This week was my third weigh-in but my 2nd week (it’s a little confusing, but we start at week 0). I walked into the meeting really confident because I knew that I tracked all my food, made good food choices and worked out. I knew something was up with one of the leaders didn’t respond to what she saw on the computer. I gained 0.8 pounds, and without sounding overly dramatic I was devastated. I sat through the entire meeting on the verge of tears and trying to figure out what I did wrong. The leader of the meeting noticed that I was down and asked me how I was, then the water works came. I sobbed, boo-hooed and snotted for about 3 minutes before I was able to get myself together….she was really sweet, she sat down we talked about everything that I was doing (there were a few minor point issues 1. I was miscalculating sweet peas as zero points and for some reason I was given 1 extra point than I needed…. but like I said minor).

Then I apologized for crying because I was premenstrual… then she looked at me and said , “duh, well that it’s”…. we talked about how much I normally gain during this time (2 pounds) so .8 is a win. Looking back now I feel really silly for crying.

One of the reason that I think I started gaining weight was because the group that I was apart of drastically changed, weigh-in’s stopped and there was no more accountability, and I know that was a major reason for my success… so these weekly meetings are really important because they set the tone for the week and allow me to set weekly goals.

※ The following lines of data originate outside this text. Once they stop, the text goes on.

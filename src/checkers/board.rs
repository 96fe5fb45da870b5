//! Checkers position on an 8×8 board with mandatory capture and multi-jump
//! chains.
//!
//! Red starts on rows 5-7 and moves up; black starts on rows 0-2 and moves
//! down. Pieces only ever stand on dark squares (`(row + col)` odd).

use serde::{Deserialize, Serialize};

use crate::board::DIAGONAL;
use crate::game::Rules;
use crate::types::{Coord, Side};

pub const BOARD_SIZE: u8 = 8;
pub const PIECES_PER_SIDE: usize = 12;
const STARTING_ROWS: u8 = 3;
const MAN_VALUE: f64 = 1.0;
const KING_VALUE: f64 = 3.0;

#[derive(Debug, Clone, Copy, PartialEq, Eq, Hash, Serialize, Deserialize)]
#[serde(rename_all = "lowercase")]
pub enum Color {
    Red,
    Black,
}

impl Side for Color {
    fn opponent(self) -> Self {
        match self {
            Color::Red => Color::Black,
            Color::Black => Color::Red,
        }
    }
}

impl Color {
    fn forward(self) -> i8 {
        match self {
            Color::Red => -1,
            Color::Black => 1,
        }
    }

    fn crowning_row(self) -> u8 {
        match self {
            Color::Red => 0,
            Color::Black => BOARD_SIZE - 1,
        }
    }
}

#[derive(Debug, Clone, Copy, PartialEq, Eq, Serialize, Deserialize)]
#[serde(rename_all = "lowercase")]
pub enum CheckerKind {
    Man,
    King,
}

#[derive(Debug, Clone, Copy, PartialEq, Eq, Serialize, Deserialize)]
pub struct Checker {
    pub id: u32,
    pub kind: CheckerKind,
    pub color: Color,
    pub at: Coord,
}

impl Checker {
    fn directions(&self) -> Vec<(i8, i8)> {
        match self.kind {
            CheckerKind::King => DIAGONAL.to_vec(),
            CheckerKind::Man => {
                let dr = self.color.forward();
                vec![(dr, -1), (dr, 1)]
            }
        }
    }

    /// Material plus how far the piece has advanced toward promotion.
    fn value(&self) -> f64 {
        let weight = match self.kind {
            CheckerKind::Man => MAN_VALUE,
            CheckerKind::King => KING_VALUE,
        };
        let advanced = match self.color {
            Color::Red => BOARD_SIZE - 1 - self.at.row,
            Color::Black => self.at.row,
        };
        weight + f64::from(advanced) / f64::from(BOARD_SIZE)
    }
}

#[derive(Debug, Clone, PartialEq, Eq, Serialize, Deserialize)]
pub struct CheckersMove {
    pub from: Coord,
    pub to: Coord,
    /// Square of the jumped piece.
    #[serde(default)]
    pub captured: Option<Coord>,
    #[serde(default)]
    pub promotion: bool,
}

impl CheckersMove {
    pub fn is_jump(&self) -> bool {
        self.captured.is_some()
    }
}

pub fn is_dark_square(at: Coord) -> bool {
    (at.row + at.col) % 2 == 1
}

#[derive(Debug, Clone, PartialEq, Eq, Serialize, Deserialize)]
#[serde(rename_all = "camelCase")]
pub struct CheckersBoard {
    pieces: Vec<Checker>,
    turn: Color,
    /// Piece that just jumped and must keep jumping; the turn has not passed.
    pending_chain: Option<u32>,
    next_id: u32,
}

impl CheckersBoard {
    pub fn new() -> Self {
        let mut board = Self::empty(Color::Red);
        for row in 0..STARTING_ROWS {
            for col in 0..BOARD_SIZE {
                if is_dark_square(Coord::new(row, col)) {
                    board.put(CheckerKind::Man, Color::Black, Coord::new(row, col));
                }
            }
        }
        for row in BOARD_SIZE - STARTING_ROWS..BOARD_SIZE {
            for col in 0..BOARD_SIZE {
                if is_dark_square(Coord::new(row, col)) {
                    board.put(CheckerKind::Man, Color::Red, Coord::new(row, col));
                }
            }
        }
        board
    }

    pub fn empty(turn: Color) -> Self {
        Self {
            pieces: Vec::new(),
            turn,
            pending_chain: None,
            next_id: 0,
        }
    }

    pub fn put(&mut self, kind: CheckerKind, color: Color, at: Coord) -> u32 {
        let id = self.next_id;
        self.next_id += 1;
        self.pieces.push(Checker { id, kind, color, at });
        id
    }

    pub fn pieces(&self) -> &[Checker] {
        &self.pieces
    }

    pub fn turn(&self) -> Color {
        self.turn
    }

    pub fn piece_at(&self, at: Coord) -> Option<&Checker> {
        self.pieces.iter().find(|piece| piece.at == at)
    }

    /// The piece locked into a capture chain, if any.
    pub fn pending_chain(&self) -> Option<&Checker> {
        let id = self.pending_chain?;
        self.pieces.iter().find(|piece| piece.id == id)
    }

    pub fn count(&self, color: Color) -> usize {
        self.pieces.iter().filter(|piece| piece.color == color).count()
    }

    pub fn evaluate(&self, color: Color) -> f64 {
        self.pieces
            .iter()
            .map(|piece| {
                if piece.color == color {
                    piece.value()
                } else {
                    -piece.value()
                }
            })
            .sum()
    }

    /// Steps and jumps for one piece, before the side-wide capture rule.
    fn piece_moves(&self, piece: &Checker) -> (Vec<CheckersMove>, Vec<CheckersMove>) {
        let mut steps = Vec::new();
        let mut jumps = Vec::new();
        for (dr, dc) in piece.directions() {
            let Some(next) = piece.at.offset(dr, dc, BOARD_SIZE) else {
                continue;
            };
            match self.piece_at(next) {
                None => steps.push(self.make_move(piece, next, None)),
                Some(victim) if victim.color != piece.color => {
                    if let Some(landing) = next.offset(dr, dc, BOARD_SIZE)
                        && self.piece_at(landing).is_none()
                    {
                        jumps.push(self.make_move(piece, landing, Some(next)));
                    }
                }
                Some(_) => {}
            }
        }
        (steps, jumps)
    }

    fn make_move(&self, piece: &Checker, to: Coord, captured: Option<Coord>) -> CheckersMove {
        CheckersMove {
            from: piece.at,
            to,
            captured,
            promotion: piece.kind == CheckerKind::Man && to.row == piece.color.crowning_row(),
        }
    }

    pub fn has_jump(&self, color: Color) -> bool {
        self.pieces
            .iter()
            .filter(|piece| piece.color == color)
            .any(|piece| !self.piece_moves(piece).1.is_empty())
    }

    /// Moves `color` could make from this position if it were its turn,
    /// applying the capture rule across the whole side. Ignores any pending
    /// chain.
    pub fn side_moves(&self, color: Color) -> Vec<CheckersMove> {
        let must_jump = self.has_jump(color);
        self.pieces
            .iter()
            .filter(|piece| piece.color == color)
            .flat_map(|piece| self.filtered_moves(piece, must_jump))
            .collect()
    }

    fn filtered_moves(&self, piece: &Checker, must_jump: bool) -> Vec<CheckersMove> {
        let (steps, jumps) = self.piece_moves(piece);
        if must_jump || !jumps.is_empty() {
            jumps
        } else {
            steps
        }
    }

    /// Legal moves of the piece on `at` for the side to move.
    pub fn moves_from(&self, at: Coord) -> Vec<CheckersMove> {
        let Some(piece) = self.piece_at(at) else {
            return Vec::new();
        };
        if piece.color != self.turn {
            return Vec::new();
        }
        match self.pending_chain {
            Some(id) if id != piece.id => Vec::new(),
            Some(_) => self.piece_moves(piece).1,
            None => self.filtered_moves(piece, self.has_jump(self.turn)),
        }
    }

    pub fn with_hypothetical<T>(
        &self,
        mv: &CheckersMove,
        f: impl FnOnce(&CheckersBoard) -> T,
    ) -> T {
        let mut next = self.clone();
        next.play(mv);
        f(&next)
    }

    /// Plays a generated move. Returns `true` when the same piece must keep
    /// jumping, in which case the turn does not pass.
    pub(crate) fn play(&mut self, mv: &CheckersMove) -> bool {
        if let Some(captured) = mv.captured {
            self.pieces.retain(|piece| piece.at != captured);
        }
        let Some(idx) = self.pieces.iter().position(|piece| piece.at == mv.from) else {
            return false;
        };
        self.pieces[idx].at = mv.to;
        let piece = self.pieces[idx];

        if mv.is_jump() && !mv.promotion && !self.piece_moves(&piece).1.is_empty() {
            self.pending_chain = Some(piece.id);
            self.turn = piece.color;
            return true;
        }

        if mv.promotion {
            self.pieces[idx].kind = CheckerKind::King;
        }
        self.pending_chain = None;
        self.turn = piece.color.opponent();
        false
    }

    pub fn validate(&self) -> Result<(), String> {
        for (idx, piece) in self.pieces.iter().enumerate() {
            if !piece.at.is_valid(BOARD_SIZE) || !is_dark_square(piece.at) {
                return Err(format!("piece {} is not on a dark square", piece.id));
            }
            if piece.id >= self.next_id {
                return Err(format!("piece id {} not below next id {}", piece.id, self.next_id));
            }
            if self.pieces[idx + 1..]
                .iter()
                .any(|other| other.at == piece.at || other.id == piece.id)
            {
                return Err(format!("piece {} overlaps another piece", piece.id));
            }
        }
        for color in [Color::Red, Color::Black] {
            if self.count(color) > PIECES_PER_SIDE {
                return Err(format!("{color:?} has more than {PIECES_PER_SIDE} pieces"));
            }
        }
        if let Some(id) = self.pending_chain {
            let chained = self
                .pieces
                .iter()
                .find(|piece| piece.id == id)
                .ok_or_else(|| format!("chain piece {id} is missing"))?;
            if chained.color != self.turn || self.piece_moves(chained).1.is_empty() {
                return Err(format!("chain piece {id} cannot continue"));
            }
        }
        Ok(())
    }
}

impl Default for CheckersBoard {
    fn default() -> Self {
        Self::new()
    }
}

impl Rules for CheckersBoard {
    type Move = CheckersMove;
    type Player = Color;

    fn to_move(&self) -> Color {
        self.turn
    }

    fn legal_moves(&self) -> Vec<CheckersMove> {
        match self.pending_chain() {
            Some(piece) => self.piece_moves(piece).1,
            None => self.side_moves(self.turn),
        }
    }
}

#[cfg(test)]
mod tests {
    use super::*;

    fn at(row: u8, col: u8) -> Coord {
        Coord::new(row, col)
    }

    fn board_with(turn: Color, pieces: &[(CheckerKind, Color, (u8, u8))]) -> CheckersBoard {
        let mut board = CheckersBoard::empty(turn);
        for &(kind, color, (row, col)) in pieces {
            board.put(kind, color, at(row, col));
        }
        board
    }

    #[test]
    fn initial_setup_uses_dark_squares_only() {
        let board = CheckersBoard::new();

        assert_eq!(board.count(Color::Red), PIECES_PER_SIDE);
        assert_eq!(board.count(Color::Black), PIECES_PER_SIDE);
        assert!(board.pieces().iter().all(|piece| is_dark_square(piece.at)));
        assert_eq!(board.legal_moves().len(), 7);
        assert!(board.validate().is_ok());
    }

    #[test]
    fn men_only_move_forward() {
        let board = board_with(Color::Red, &[(CheckerKind::Man, Color::Red, (4, 3))]);

        let mut targets: Vec<_> = board.moves_from(at(4, 3)).iter().map(|mv| mv.to).collect();
        targets.sort();
        assert_eq!(targets, vec![at(3, 2), at(3, 4)]);
    }

    #[test]
    fn kings_move_in_all_four_diagonals() {
        let board = board_with(Color::Red, &[(CheckerKind::King, Color::Red, (4, 3))]);

        assert_eq!(board.moves_from(at(4, 3)).len(), 4);
    }

    #[test]
    fn forced_capture_applies_to_the_whole_side() {
        let board = board_with(
            Color::Red,
            &[
                (CheckerKind::Man, Color::Red, (5, 0)),
                (CheckerKind::Man, Color::Red, (5, 4)),
                (CheckerKind::Man, Color::Red, (6, 7)),
                (CheckerKind::Man, Color::Black, (4, 5)),
            ],
        );

        let all = board.legal_moves();
        assert_eq!(all.len(), 1);
        assert_eq!(all[0].from, at(5, 4));
        assert_eq!(all[0].to, at(3, 6));
        assert_eq!(all[0].captured, Some(at(4, 5)));
        assert!(board.moves_from(at(5, 0)).is_empty());
        assert!(board.moves_from(at(6, 7)).is_empty());
    }

    #[test]
    fn jump_chain_keeps_the_turn() {
        let mut board = board_with(
            Color::Red,
            &[
                (CheckerKind::Man, Color::Red, (6, 1)),
                (CheckerKind::Man, Color::Black, (5, 2)),
                (CheckerKind::Man, Color::Black, (3, 4)),
                (CheckerKind::Man, Color::Black, (0, 7)),
            ],
        );

        let first = board.moves_from(at(6, 1)).remove(0);
        assert!(board.play(&first));
        assert_eq!(board.turn(), Color::Red);
        assert_eq!(board.pending_chain().map(|piece| piece.at), Some(at(4, 3)));

        let second = board.legal_moves();
        assert_eq!(second.len(), 1);
        assert_eq!(second[0].to, at(2, 5));
        assert!(!board.play(&second[0]));
        assert_eq!(board.turn(), Color::Black);
        assert_eq!(board.count(Color::Black), 1);
    }

    #[test]
    fn promotion_ends_the_chain() {
        let mut board = board_with(
            Color::Red,
            &[
                (CheckerKind::Man, Color::Red, (2, 1)),
                (CheckerKind::Man, Color::Black, (1, 2)),
                (CheckerKind::Man, Color::Black, (1, 4)),
            ],
        );

        let jump = board.moves_from(at(2, 1)).remove(0);
        assert!(jump.promotion);
        assert!(!board.play(&jump));
        assert_eq!(board.piece_at(at(0, 3)).map(|p| p.kind), Some(CheckerKind::King));
        assert_eq!(board.turn(), Color::Black);
        assert!(board.pending_chain().is_none());
    }

    #[test]
    fn evaluation_rewards_material_and_advancement() {
        let board = board_with(
            Color::Red,
            &[
                (CheckerKind::King, Color::Red, (7, 0)),
                (CheckerKind::Man, Color::Black, (4, 1)),
            ],
        );

        assert!((board.evaluate(Color::Red) - (3.0 - 1.5)).abs() < 1e-9);
        assert!((board.evaluate(Color::Black) + (3.0 - 1.5)).abs() < 1e-9);
    }

    #[test]
    fn validate_rejects_light_square_piece() {
        let board = board_with(Color::Red, &[(CheckerKind::Man, Color::Red, (4, 4))]);

        assert!(board.validate().is_err());
    }
}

So after this meeting I am giving myself 6 weeks to make a change, but instead of setting my goals week to week, I need to start doing it day by day, some days will be good and some will be bad, and after today I can’t let the number on the scale ruin my day (I put my new weight in the WW app that this popped out). I’m better than what the number shows, now it’s time for me to believe it.

So, you gained a little bit this week.
Gaining is a normal part of the process and can happen for a lot of reasons.

Look back at this week and see what you might be able to change; then let go of what you can’t. The best thing to do is focus on is making this coming week a success. And feel free to ask your Leader for advice if you need it..

Good luck in the coming week.

So that’s what I need to do reflect, continue doing what works, and continue working on the things that don’t…hopefully I’ll see a positive change this week”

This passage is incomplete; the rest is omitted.